Identify all lines of the data containing the string "body" and copy them.
[RECORDS PROVIDED Boundary: Start]
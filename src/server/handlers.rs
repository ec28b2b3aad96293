//! HTTP 端点处理器
//!
//! 校验、令牌检查这类能在提交响应框架之前发现的错误，
//! 直接以 JSON 错误响应返回；流式端点一旦进入 event-stream
//! 框架，后续失败一律转成流内错误事件。

use axum::body::Body;
use axum::extract::rejection::JsonRejection;
use axum::extract::State;
use axum::http::{header, StatusCode};
use axum::response::{Html, IntoResponse, Response};
use axum::Json;
use futures::StreamExt;
use serde::Deserialize;
use tracing::{debug, error, info};
use uuid::Uuid;

use crate::error::RelayError;
use crate::relay::FlowRunRequest;
use crate::server::AppState;
use crate::stream::{translate_byte_stream, RelayEvent, STREAM_IDLE_TIMEOUT};

fn default_io_type() -> String {
    "chat".to_string()
}

/// 入站聊天请求
///
/// 未知字段被忽略，与前端的宽松约定保持一致
#[derive(Debug, Clone, Deserialize)]
pub struct ChatRequest {
    /// 用户消息，必填且非空
    #[serde(default)]
    pub message: Option<String>,
    /// 目标 flow，缺省使用配置的默认 flow
    #[serde(default)]
    pub endpoint: Option<String>,
    /// 输出类型
    #[serde(default = "default_io_type")]
    pub output_type: String,
    /// 输入类型
    #[serde(default = "default_io_type")]
    pub input_type: String,
}

impl ChatRequest {
    /// 校验请求并转换为上游调用参数
    ///
    /// 缺失和空字符串的 message 同样处理
    fn into_flow_request(self) -> Result<FlowRunRequest, RelayError> {
        let message = self
            .message
            .filter(|m| !m.is_empty())
            .ok_or_else(|| RelayError::Validation("Message is required".to_string()))?;

        Ok(FlowRunRequest {
            input_value: message,
            endpoint: self.endpoint,
            output_type: self.output_type,
            input_type: self.input_type,
        })
    }
}

/// GET / 静态入口页
pub async fn index() -> Html<&'static str> {
    Html(include_str!("../../static/index.html"))
}

/// GET /health 存活探针，无条件 200
pub async fn health() -> Json<serde_json::Value> {
    Json(serde_json::json!({ "status": "healthy" }))
}

/// POST /chat 一次性转发
///
/// 成功时把上游 JSON 体原样包进 `{"response": ...}`
pub async fn chat(
    State(state): State<AppState>,
    payload: Result<Json<ChatRequest>, JsonRejection>,
) -> Response {
    let request_id = Uuid::new_v4();
    debug!("[CHAT] 收到请求: id={}", request_id);

    match handle_chat(&state, payload).await {
        Ok(response) => {
            debug!("[CHAT] 请求完成: id={}", request_id);
            (
                StatusCode::OK,
                Json(serde_json::json!({ "response": response })),
            )
                .into_response()
        }
        Err(e) => {
            error!(
                "[CHAT] 请求处理失败: id={} type={} message={}",
                request_id,
                e.error_type(),
                e
            );
            e.into_response()
        }
    }
}

async fn handle_chat(
    state: &AppState,
    payload: Result<Json<ChatRequest>, JsonRejection>,
) -> Result<serde_json::Value, RelayError> {
    state.config.ensure_token()?;

    let Json(request) =
        payload.map_err(|_| RelayError::Validation("Invalid JSON".to_string()))?;
    debug!("[CHAT] Request data: {:?}", request);

    let flow_request = request.into_flow_request()?;
    state.client.run_flow(&flow_request).await
}

/// POST /chat-stream 流式转发
///
/// 上游连接在响应体生成器内部建立，连接失败和读取失败
/// 都以流内 `{"error"}` 事件加终止 `{"complete"}` 事件收尾。
/// 客户端断开时 axum 丢弃响应体流，生成器连同上游连接一起释放。
pub async fn chat_stream(
    State(state): State<AppState>,
    payload: Result<Json<ChatRequest>, JsonRejection>,
) -> Response {
    let request_id = Uuid::new_v4();
    debug!("[CHAT_STREAM] 收到请求: id={}", request_id);

    if let Err(e) = state.config.ensure_token() {
        error!(
            "[CHAT_STREAM] 请求被拒绝: id={} type={}",
            request_id,
            e.error_type()
        );
        return e.into_response();
    }

    let request = match payload {
        Ok(Json(request)) => request,
        Err(_) => {
            let e = RelayError::Validation("Invalid JSON".to_string());
            error!(
                "[CHAT_STREAM] 请求被拒绝: id={} type={}",
                request_id,
                e.error_type()
            );
            return e.into_response();
        }
    };

    let flow_request = match request.into_flow_request() {
        Ok(flow_request) => flow_request,
        Err(e) => {
            error!(
                "[CHAT_STREAM] 请求被拒绝: id={} type={}",
                request_id,
                e.error_type()
            );
            return e.into_response();
        }
    };

    let client = state.client.clone();
    let event_stream = async_stream::stream! {
        // 连接在这里建立: 从此刻起的失败都走流内错误路径，
        // HTTP 状态已经定格为 200
        let response = match client.run_flow_stream(&flow_request).await {
            Ok(response) => response,
            Err(e) => {
                error!("[CHAT_STREAM] 上游调用失败: id={} {}", request_id, e);
                yield RelayEvent::error(e.to_string());
                yield RelayEvent::completed("");
                return;
            }
        };

        let translated = translate_byte_stream(response.bytes_stream(), STREAM_IDLE_TIMEOUT);
        let mut translated = std::pin::pin!(translated);
        while let Some(event) = translated.next().await {
            yield event;
        }
        info!("[CHAT_STREAM] 流结束: id={}", request_id);
    };

    let body_stream = event_stream.map(|event| -> Result<axum::body::Bytes, std::io::Error> {
        Ok(axum::body::Bytes::from(event.to_wire()))
    });

    Response::builder()
        .status(StatusCode::OK)
        .header(header::CONTENT_TYPE, "text/event-stream")
        .header(header::CACHE_CONTROL, "no-cache")
        .header(header::CONNECTION, "keep-alive")
        .header("X-Accel-Buffering", "no")
        .body(Body::from_stream(body_stream))
        .unwrap_or_else(|_| {
            (
                StatusCode::INTERNAL_SERVER_ERROR,
                Json(serde_json::json!({ "error": "Failed to build streaming response" })),
            )
                .into_response()
        })
}

#[cfg(test)]
mod tests {
    use super::*;

    #[test]
    fn test_chat_request_defaults() {
        let request: ChatRequest = serde_json::from_str(r#"{"message":"hi"}"#).unwrap();
        assert_eq!(request.message.as_deref(), Some("hi"));
        assert_eq!(request.endpoint, None);
        assert_eq!(request.output_type, "chat");
        assert_eq!(request.input_type, "chat");
    }

    #[test]
    fn test_chat_request_overrides() {
        let request: ChatRequest = serde_json::from_str(
            r#"{"message":"hi","endpoint":"flow-x","output_type":"text","input_type":"text"}"#,
        )
        .unwrap();
        assert_eq!(request.endpoint.as_deref(), Some("flow-x"));
        assert_eq!(request.output_type, "text");
        assert_eq!(request.input_type, "text");
    }

    #[test]
    fn test_unknown_fields_tolerated() {
        let request: ChatRequest =
            serde_json::from_str(r#"{"message":"hi","session_id":"abc"}"#).unwrap();
        assert_eq!(request.message.as_deref(), Some("hi"));
    }

    #[test]
    fn test_missing_message_rejected() {
        let request: ChatRequest = serde_json::from_str("{}").unwrap();
        let err = request.into_flow_request().unwrap_err();
        assert_eq!(err.to_string(), "Message is required");
        assert_eq!(err.status_code(), 400);
    }

    #[test]
    fn test_empty_message_rejected() {
        let request: ChatRequest = serde_json::from_str(r#"{"message":""}"#).unwrap();
        let err = request.into_flow_request().unwrap_err();
        assert_eq!(err.to_string(), "Message is required");
    }

    #[test]
    fn test_valid_message_converted() {
        let request: ChatRequest =
            serde_json::from_str(r#"{"message":"hello","endpoint":"flow-x"}"#).unwrap();
        let flow_request = request.into_flow_request().unwrap();
        assert_eq!(flow_request.input_value, "hello");
        assert_eq!(flow_request.endpoint.as_deref(), Some("flow-x"));
        assert_eq!(flow_request.output_type, "chat");
    }
}
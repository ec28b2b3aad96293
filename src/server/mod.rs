//! HTTP 服务层
//!
//! 暴露前端使用的四个端点，并把请求分发给上游客户端和流翻译管道:
//! - `GET /` 静态入口页
//! - `GET /health` 存活探针
//! - `POST /chat` 一次性转发
//! - `POST /chat-stream` 流式转发

pub mod handlers;

use axum::routing::{get, post};
use axum::Router;
use tower_http::cors::CorsLayer;
use tracing::info;

use crate::config::RelayConfig;
use crate::relay::FlowClient;

/// 应用状态
///
/// 只含不可变配置和可克隆的上游客户端，请求之间没有共享可变状态
#[derive(Clone)]
pub struct AppState {
    /// 中继配置
    pub config: RelayConfig,
    /// Langflow 客户端
    pub client: FlowClient,
}

impl AppState {
    pub fn new(config: RelayConfig) -> Self {
        let client = FlowClient::new(config.clone());
        Self { config, client }
    }
}

/// 组装路由
pub fn create_router(state: AppState) -> Router {
    Router::new()
        .route("/", get(handlers::index))
        .route("/health", get(handlers::health))
        .route("/chat", post(handlers::chat))
        .route("/chat-stream", post(handlers::chat_stream))
        .layer(CorsLayer::permissive())
        .with_state(state)
}

/// 启动 HTTP 服务，直到进程结束
pub async fn run_server(config: RelayConfig) -> anyhow::Result<()> {
    let addr = config.bind_addr();
    let state = AppState::new(config);
    let app = create_router(state);

    let listener = tokio::net::TcpListener::bind(&addr).await?;
    info!("[SERVER] 监听 {}", addr);
    axum::serve(listener, app).await?;
    Ok(())
}
//! 中继配置
//!
//! 启动时从环境变量读取一次，之后不可变。
//! 配置以构造参数传入各组件，不经由全局可变状态。

use std::env;

use anyhow::Context;

use crate::error::RelayError;

/// 默认上游基础地址
const DEFAULT_BASE_API_URL: &str = "https://api.langflow.astra.datastax.com";

/// 默认监听端口
const DEFAULT_PORT: u16 = 5000;

/// 中继配置
#[derive(Debug, Clone)]
pub struct RelayConfig {
    /// Langflow API 基础地址
    pub base_api_url: String,
    /// Langflow 工作区 ID，拼进上游路径的 `/lf/{namespace}` 段
    pub namespace_id: String,
    /// 默认 flow ID，请求未指定 endpoint 时使用
    pub default_flow_id: String,
    /// Bearer 令牌，允许为空（服务照常启动但拒绝转发请求）
    pub token: String,
    /// 监听端口
    pub port: u16,
}

impl RelayConfig {
    /// 从环境变量加载配置
    ///
    /// `LANGFLOW_NAMESPACE_ID` 和 `LANGFLOW_FLOW_ID` 缺失时启动失败；
    /// `LANGFLOW_TOKEN` 缺失不阻止启动，转发请求会逐个被拒绝
    pub fn from_env() -> anyhow::Result<Self> {
        let base_api_url =
            env::var("LANGFLOW_API_URL").unwrap_or_else(|_| DEFAULT_BASE_API_URL.to_string());
        let namespace_id =
            env::var("LANGFLOW_NAMESPACE_ID").context("LANGFLOW_NAMESPACE_ID is not set")?;
        let default_flow_id =
            env::var("LANGFLOW_FLOW_ID").context("LANGFLOW_FLOW_ID is not set")?;
        let token = env::var("LANGFLOW_TOKEN").unwrap_or_default();
        let port = env::var("FLOWCAST_PORT")
            .ok()
            .and_then(|p| p.parse().ok())
            .unwrap_or(DEFAULT_PORT);

        Ok(Self {
            base_api_url,
            namespace_id,
            default_flow_id,
            token,
            port,
        })
    }

    /// 校验令牌是否已正确配置
    ///
    /// 空白令牌和含 `<`/`>` 占位符的令牌都视为未配置
    pub fn validate_token(&self) -> bool {
        if self.token.trim().is_empty() {
            return false;
        }
        if self.token.contains('<') || self.token.contains('>') {
            return false;
        }
        true
    }

    /// 逐请求的防御性令牌检查
    pub fn ensure_token(&self) -> Result<(), RelayError> {
        if self.validate_token() {
            Ok(())
        } else {
            Err(RelayError::token_not_configured())
        }
    }

    /// 监听地址
    pub fn bind_addr(&self) -> String {
        format!("0.0.0.0:{}", self.port)
    }
}
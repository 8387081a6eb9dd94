//! Bitmap enhancement applied before decoding rasterized pages.
//!
//! Embedded images skip this stage: they are usually print quality already, and thresholding
//! can damage the fine modules of dense 2-D symbols.

use image::imageops::{self, FilterType};
use image::{DynamicImage, GrayImage, Luma};
use imageproc::contrast::otsu_level;
use imageproc::edges::canny;
use imageproc::filter::gaussian_blur_f32;
use imageproc::geometric_transformations::{rotate_about_center, Interpolation};
use imageproc::hough::{detect_lines, LineDetectionOptions};

/// Skew below this angle (degrees) is left alone
pub const SKEW_THRESHOLD_DEGREES: f32 = 0.5;

/// Lines tilted further than this from horizontal are not page rules or text baselines
const MAX_SKEW_DEGREES: u32 = 15;

/// Skew is estimated on a copy no wider than this
const SKEW_ESTIMATE_MAX_SIDE: u32 = 1000;

const UNSHARP_SIGMA: f32 = 1.0;
const UNSHARP_AMOUNT: f32 = 0.5;

/// Grayscale, Otsu binarization, light unsharp mask, then deskew.
pub fn enhance(bitmap: &DynamicImage) -> GrayImage {
    let gray = bitmap.to_luma8();
    let binary = binarize(&gray);
    let sharpened = unsharp_mask(&binary, UNSHARP_SIGMA, UNSHARP_AMOUNT);

    match estimate_skew(&gray) {
        Some(angle) if angle.abs() > SKEW_THRESHOLD_DEGREES => {
            log::debug!("[Preprocess] correcting {:.1}° skew", angle);
            deskew(&sharpened, angle)
        }
        _ => sharpened,
    }
}

/// Global threshold at the Otsu level
pub fn binarize(gray: &GrayImage) -> GrayImage {
    let level = otsu_level(gray);
    let mut out = gray.clone();
    for pixel in out.pixels_mut() {
        pixel.0[0] = if pixel.0[0] > level { 255 } else { 0 };
    }
    out
}

/// `original + amount * (original - blurred)`, clamped
pub fn unsharp_mask(gray: &GrayImage, sigma: f32, amount: f32) -> GrayImage {
    let blurred = gaussian_blur_f32(gray, sigma);
    let mut out = gray.clone();
    for (pixel, soft) in out.pixels_mut().zip(blurred.pixels()) {
        let original = pixel.0[0] as f32;
        let value = original + amount * (original - soft.0[0] as f32);
        pixel.0[0] = value.round().clamp(0.0, 255.0) as u8;
    }
    out
}

/// Estimate page skew in degrees from near-horizontal lines.
///
/// Positive means content slopes down to the right. Returns `None` when no usable lines are
/// found.
pub fn estimate_skew(gray: &GrayImage) -> Option<f32> {
    let (width, height) = gray.dimensions();
    if width < 16 || height < 16 {
        return None;
    }

    let longest = width.max(height);
    let small = if longest > SKEW_ESTIMATE_MAX_SIDE {
        let scale = SKEW_ESTIMATE_MAX_SIDE as f32 / longest as f32;
        let w = ((width as f32 * scale).round() as u32).max(1);
        let h = ((height as f32 * scale).round() as u32).max(1);
        imageops::resize(gray, w, h, FilterType::Triangle)
    } else {
        gray.clone()
    };

    let edges = canny(&small, 50.0, 100.0);
    let options = LineDetectionOptions {
        vote_threshold: (small.width() / 3).max(10),
        suppression_radius: 8,
    };

    // Hough angles are those of the line normal; a horizontal line has a 90° normal
    let mut skews: Vec<f32> = detect_lines(&edges, options)
        .into_iter()
        .filter(|line| line.angle_in_degrees.abs_diff(90) <= MAX_SKEW_DEGREES)
        .map(|line| line.angle_in_degrees as f32 - 90.0)
        .collect();

    if skews.is_empty() {
        return None;
    }
    skews.sort_by(f32::total_cmp);
    Some(skews[skews.len() / 2])
}

/// Rotate so that content sloping by `skew_degrees` becomes level
pub fn deskew(gray: &GrayImage, skew_degrees: f32) -> GrayImage {
    rotate_about_center(
        gray,
        -skew_degrees.to_radians(),
        Interpolation::Bilinear,
        Luma([255]),
    )
}

#[cfg(test)]
mod tests {
    use super::*;

    fn page_with_rules(width: u32, height: u32) -> GrayImage {
        let mut img = GrayImage::from_pixel(width, height, Luma([230]));
        for y in (40..height - 40).step_by(60) {
            for dy in 0..4 {
                for x in 20..width - 20 {
                    img.put_pixel(x, y + dy, Luma([20]));
                }
            }
        }
        img
    }

    #[test]
    fn binarize_produces_two_levels() {
        let mut img = GrayImage::from_pixel(20, 20, Luma([200]));
        for x in 0..10 {
            for y in 0..20 {
                img.put_pixel(x, y, Luma([40]));
            }
        }
        let out = binarize(&img);
        assert!(out.pixels().all(|p| p.0[0] == 0 || p.0[0] == 255));
        assert_eq!(out.get_pixel(0, 0).0[0], 0);
        assert_eq!(out.get_pixel(19, 19).0[0], 255);
    }

    #[test]
    fn unsharp_mask_keeps_flat_regions() {
        let img = GrayImage::from_pixel(12, 12, Luma([128]));
        let out = unsharp_mask(&img, 1.0, 0.5);
        assert!(out.pixels().all(|p| p.0[0] == 128));
    }

    #[test]
    fn level_page_needs_no_rotation() {
        let img = page_with_rules(400, 400);
        let skew = estimate_skew(&img).unwrap_or(0.0);
        assert!(skew.abs() <= SKEW_THRESHOLD_DEGREES, "skew {skew}");
    }

    #[test]
    fn rotated_page_is_leveled() {
        for tilt in [3.0_f32, -3.0] {
            let tilted = deskew(&page_with_rules(400, 400), -tilt);
            let before = estimate_skew(&tilted).unwrap_or(0.0);
            assert!(before.abs() > SKEW_THRESHOLD_DEGREES, "tilt {tilt}: measured {before}");

            let leveled = enhance(&DynamicImage::ImageLuma8(tilted));
            let after = estimate_skew(&leveled).unwrap_or(0.0);
            assert!(after.abs() <= SKEW_THRESHOLD_DEGREES, "tilt {tilt}: {before} -> {after}");
        }
    }

    #[test]
    fn blank_page_has_no_skew_estimate() {
        let img = GrayImage::from_pixel(300, 300, Luma([255]));
        assert_eq!(estimate_skew(&img), None);
    }

    #[test]
    fn enhance_is_deterministic_and_keeps_dimensions() {
        let img = DynamicImage::ImageLuma8(page_with_rules(320, 240));
        let a = enhance(&img);
        let b = enhance(&img);
        assert_eq!(a.dimensions(), (320, 240));
        assert_eq!(a, b);
    }

    #[test]
    fn deskew_keeps_dimensions() {
        let img = page_with_rules(200, 150);
        assert_eq!(deskew(&img, 3.0).dimensions(), (200, 150));
    }
}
[RECORDS PROVIDED Boundary: End]
TASK ANSWER:
use axum::body::Body;
    let body_stream = event_stream.map(|event| -> Result<axum::body::Bytes, std::io::Error> {
        Ok(axum::body::Bytes::from(event.to_wire()))
        .body(Body::from_stream(body_stream))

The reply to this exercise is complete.